Hay pérdidas amorosas que no se superan con dos sorbos de ginebra…

A mediados de 1995 conocí a Pancho. Originario de Nuevo León, tenía en sociedad un restaurante modesto, Plata, en la emergente Colonia Condesa del entonces DF, que yo frecuentaba con Gerardo, mi roomate.

Los ojos azules del emprendedor norteño y una conversación plagada de anécdotas pintorescas de su pueblo, la Villa de Santiago, me sedujeron. Ese mismo año, después de una típica noche mexicana en el Plata, nos hicimos pareja y a los pocos meses nos lanzamos, con gran esfuerzo e ilusión, a la aventura de montar juntos un negocio culinario: La Antigua Cortesana. También empezamos a vivir juntos.

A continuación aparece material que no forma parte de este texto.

//! Parallel-gateway join reconciliation.
//!
//! A join step declares more than one input event; its handler must not run
//! until every declared branch has arrived for the same correlation id. The
//! [`JoinCoordinator`] buffers arrived branch names per (correlation id,
//! step key) and releases exactly once, with the triggering arrival's
//! payload, when the arrived set exactly equals the required set.
//!
//! Slots live in memory only. A restart loses in-flight join state; that is
//! a documented limitation of the runtime, which keeps no local persistence.
//!
//! # Duplicate safety
//!
//! Delivery is at-least-once, so the coordinator must tolerate replays:
//! recording the same branch twice is a no-op, and a fired slot is replaced
//! by a tombstone so late or duplicate arrivals after release are ignored
//! rather than re-arming the join.

use parking_lot::Mutex;
use rustc_hash::{FxHashMap, FxHashSet};
use serde_json::Value;
use tracing::{debug, warn};

use crate::catalog::StepDescriptor;
use crate::context::RecordContext;

/// Per-slot state: waiting with a growing arrived set, or already fired.
enum JoinEntry {
    Waiting {
        required: FxHashSet<String>,
        arrived: FxHashSet<String>,
    },
    Fired,
}

/// Handed back when the final branch of a join arrives. Carries the
/// triggering arrival's payload and context; earlier branch payloads are
/// dropped by design of the wire protocol.
#[derive(Clone, Debug)]
pub struct JoinRelease {
    pub payload: Value,
    pub context: RecordContext,
}

/// Buffers branch arrivals per (correlation id, join step) and releases the
/// continuation exactly once per slot.
#[derive(Default)]
pub struct JoinCoordinator {
    states: Mutex<FxHashMap<(String, String), JoinEntry>>,
}

impl JoinCoordinator {
    #[must_use]
    pub fn new() -> Self {
        Self::default()
    }

    /// Record that `branch` arrived for the join step `descriptor` under the
    /// context's correlation id.
    ///
    /// Returns the release when this arrival completes the required set.
    /// Everything else returns `None`: earlier arrivals, duplicates,
    /// branches the step never declared, and arrivals after the slot fired.
    /// The whole transition happens under one lock so concurrent arrivals
    /// for a single correlation id cannot both observe "unsatisfied" and
    /// both release.
    pub fn record_arrival(
        &self,
        descriptor: &StepDescriptor,
        branch: &str,
        payload: Value,
        ctx: RecordContext,
    ) -> Option<JoinRelease> {
        let slot = (ctx.correlation_id.clone(), descriptor.key.clone());
        let mut states = self.states.lock();

        let entry = states.entry(slot).or_insert_with(|| {
            let required: FxHashSet<String> =
                descriptor.inputs.iter().map(|i| i.name.clone()).collect();
            JoinEntry::Waiting {
                required,
                arrived: FxHashSet::default(),
            }
        });

        match entry {
            JoinEntry::Fired => {
                debug!(
                    correlation_id = %ctx.correlation_id,
                    step = %descriptor.key,
                    branch,
                    "arrival for already-fired join ignored"
                );
                None
            }
            JoinEntry::Waiting { required, arrived } => {
                if !required.contains(branch) {
                    warn!(
                        correlation_id = %ctx.correlation_id,
                        step = %descriptor.key,
                        branch,
                        "arrival names a branch the join never declared; ignored"
                    );
                    return None;
                }
                arrived.insert(branch.to_string());
                debug!(
                    correlation_id = %ctx.correlation_id,
                    step = %descriptor.key,
                    branch,
                    arrived = arrived.len(),
                    required = required.len(),
                    "join arrival recorded"
                );
                if is_satisfied(arrived, required) {
                    *entry = JoinEntry::Fired;
                    Some(JoinRelease {
                        payload,
                        context: ctx,
                    })
                } else {
                    None
                }
            }
        }
    }

    /// Number of slots currently waiting (fired tombstones excluded).
    pub fn pending(&self) -> usize {
        self.states
            .lock()
            .values()
            .filter(|e| matches!(e, JoinEntry::Waiting { .. }))
            .count()
    }
}

/// The join predicate: arrived set exactly equals required set. A superset
/// never satisfies; arrival order is irrelevant.
pub fn is_satisfied(arrived: &FxHashSet<String>, required: &FxHashSet<String>) -> bool {
    arrived == required
}

#[cfg(test)]
mod tests {
    use super::*;

    fn set(names: &[&str]) -> FxHashSet<String> {
        names.iter().map(|s| s.to_string()).collect()
    }

    #[test]
    fn exact_match_is_required() {
        let required = set(&["left", "right"]);
        assert!(!is_satisfied(&set(&["left"]), &required));
        assert!(is_satisfied(&set(&["left", "right"]), &required));
        assert!(is_satisfied(&set(&["right", "left"]), &required));
        assert!(!is_satisfied(&set(&["left", "right", "extra"]), &required));
    }
}
use std::time::Duration;

/// Runtime-wide settings shared by the listener registry and router.
///
/// Values resolve from the environment (through `dotenvy`) when not set
/// explicitly: `CHOREO_TOPIC_PREFIX`, `CHOREO_GROUP_ID`, `CHOREO_API_KEY`.
#[derive(Clone, Debug)]
pub struct RuntimeConfig {
    /// Namespace prefix applied to every topic on the wire.
    pub topic_prefix: String,
    /// Consumer group id handed to the broker per subscription.
    pub group_id: String,
    /// Optional tenant/API key stamped into every envelope.
    pub api_key: Option<String>,
    /// Upper bound on waiting for a new consumption task to confirm it
    /// started. Registration blocks at most this long.
    pub subscribe_timeout: Duration,
}

impl Default for RuntimeConfig {
    fn default() -> Self {
        dotenvy::dotenv().ok();
        Self {
            topic_prefix: std::env::var("CHOREO_TOPIC_PREFIX").unwrap_or_default(),
            group_id: std::env::var("CHOREO_GROUP_ID")
                .unwrap_or_else(|_| "choreo-consumer".to_string()),
            api_key: std::env::var("CHOREO_API_KEY").ok(),
            subscribe_timeout: Duration::from_secs(5),
        }
    }
}

impl RuntimeConfig {
    #[must_use]
    pub fn with_topic_prefix(mut self, prefix: impl Into<String>) -> Self {
        self.topic_prefix = prefix.into();
        self
    }

    #[must_use]
    pub fn with_group_id(mut self, group_id: impl Into<String>) -> Self {
        self.group_id = group_id.into();
        self
    }

    #[must_use]
    pub fn with_api_key(mut self, api_key: impl Into<String>) -> Self {
        self.api_key = Some(api_key.into());
        self
    }

    #[must_use]
    pub fn with_subscribe_timeout(mut self, timeout: Duration) -> Self {
        self.subscribe_timeout = timeout;
        self
    }

    /// The wire form of a logical topic.
    pub fn prefixed_topic(&self, topic: &str) -> String {
        format!("{}{topic}", self.topic_prefix)
    }
}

Un día de mi santo, 13 de junio, Pancho llegó con un regalo inusitado: una gatita de pocos meses, gris con hermosas manchas blancas, que le había ofrecido la portera del edificio donde montamos el restaurante.

Yo nunca había tenido una “mascota” en casa porque mi mamá no es afecta a los animales, así que el gesto de Pancho y los tiernos ojos verdes con los que me miraba ese pequeño ser peludo, me mataron de amor.

Como buen jotito sofisticado, le busqué un nombre original cargado de simbolismo: Serafina, un pseudónimo que había usado la poetisa Sor Juana Inés de la Cruz, de quien se había celebrado en 1995 el 300 aniversario luctuoso con muchos festejos que cubrí para Reforma (hermano finolis de METRO), donde trabajaba como reportero de Cultura.

Un día le hacíamos cosquillas en la panza a Serafina, cuando ¡zaz!, se proyectó una rosada evidencia que nos reveló que habíamos vivido engañados y la gatita era en realidad un macho. Para evitarle problemas de identidad, decidimos cambiarle el nombre, y en lugar del obvio Serafín, a mí se me ocurrió rebautizarla como Serapio.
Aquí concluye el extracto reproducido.